=== INPUT DATA ===
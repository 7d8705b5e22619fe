//! HTTP client for the Campus Helper API.

use super::format::{CHAT_ERROR_TEXT, EMPTY_ANSWER_TEXT, EVENTS_ERROR_TEXT, TIMEOUT_TEXT};
use crate::error::{HelperError, Result};
use crate::events::Event;
use serde::{Deserialize, Serialize};
use std::time::Duration;
use tracing::{error, instrument};

#[derive(Serialize)]
struct ChatRequest<'a> {
    message: &'a str,
}

#[derive(Deserialize)]
struct ChatResponse {
    response: Option<String>,
}

/// Calls `GET /events` and `POST /chat` on a running server.
#[derive(Clone)]
pub struct ApiClient {
    http: reqwest::Client,
    base_url: String,
    chat_timeout: Duration,
}

impl ApiClient {
    pub fn new(base_url: &str, chat_timeout: Duration) -> Self {
        Self {
            http: reqwest::Client::new(),
            base_url: base_url.trim_end_matches('/').to_string(),
            chat_timeout,
        }
    }

    pub async fn list_events(&self) -> Result<Vec<Event>> {
        let events = self
            .http
            .get(format!("{}/events", self.base_url))
            .send()
            .await?
            .error_for_status()?
            .json()
            .await?;
        Ok(events)
    }

    #[instrument(skip(self, message))]
    pub async fn chat(&self, message: &str) -> Result<String> {
        let reply: ChatResponse = self
            .http
            .post(format!("{}/chat", self.base_url))
            .timeout(self.chat_timeout)
            .json(&ChatRequest { message })
            .send()
            .await?
            .error_for_status()?
            .json()
            .await?;
        Ok(reply
            .response
            .filter(|r| !r.trim().is_empty())
            .unwrap_or_else(|| EMPTY_ANSWER_TEXT.to_string()))
    }

    /// The answer to `message`, or the user-facing text for a failure.
    pub async fn chat_reply(&self, message: &str) -> String {
        match self.chat(message).await {
            Ok(answer) => answer,
            Err(HelperError::Http(e)) if e.is_timeout() => TIMEOUT_TEXT.to_string(),
            Err(e) => {
                error!("Chat request failed: {}", e);
                CHAT_ERROR_TEXT.to_string()
            }
        }
    }

    /// The events list, or the user-facing text for a failure.
    pub async fn events_reply(&self) -> std::result::Result<Vec<Event>, &'static str> {
        self.list_events().await.map_err(|e| {
            error!("Error fetching events: {}", e);
            EVENTS_ERROR_TEXT
        })
    }
}
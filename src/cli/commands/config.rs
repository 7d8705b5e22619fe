//! Config command implementation.

use crate::cli::{ConfigAction, Output};
use crate::config::Settings;
use anyhow::Result;
use std::path::PathBuf;

/// Run the config command.
pub fn run_config(action: &ConfigAction, config_path: Option<PathBuf>, settings: Settings) -> Result<()> {
    let config_path = config_path.unwrap_or_else(Settings::default_config_path);

    match action {
        ConfigAction::Show => {
            let mut shown = settings;
            shown.auth.admin_password = mask(&shown.auth.admin_password);
            shown.auth.secret_key = mask(&shown.auth.secret_key);
            shown.bot.token = shown.bot.token.as_deref().map(mask);

            let toml_str = toml::to_string_pretty(&shown)
                .map_err(|e| anyhow::anyhow!("Failed to serialize config: {}", e))?;
            println!("{}", toml_str);
        }

        ConfigAction::Init => {
            if config_path.exists() {
                Output::warning(&format!("Config already exists at {}", config_path.display()));
            } else {
                settings.save_to(&config_path)?;
                Output::success(&format!("Created config at {}", config_path.display()));
                Output::info("Secrets are best supplied through ADMIN_PASSWORD, SECRET_KEY and TELEGRAM_BOT_TOKEN.");
            }
        }

        ConfigAction::Path => {
            println!("{}", config_path.display());
        }
    }

    Ok(())
}

/// Hide all but the last few characters of a secret.
fn mask(secret: &str) -> String {
    let count = secret.chars().count();
    if count <= 4 {
        "****".to_string()
    } else {
        let tail: String = secret.chars().skip(count - 4).collect();
        format!("****{}", tail)
    }
}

=== TASK BRIEF ===
In the entries above, count each line holding "Duration" and report the total and nothing more.

=== OUTPUT OF THE TASK ===
3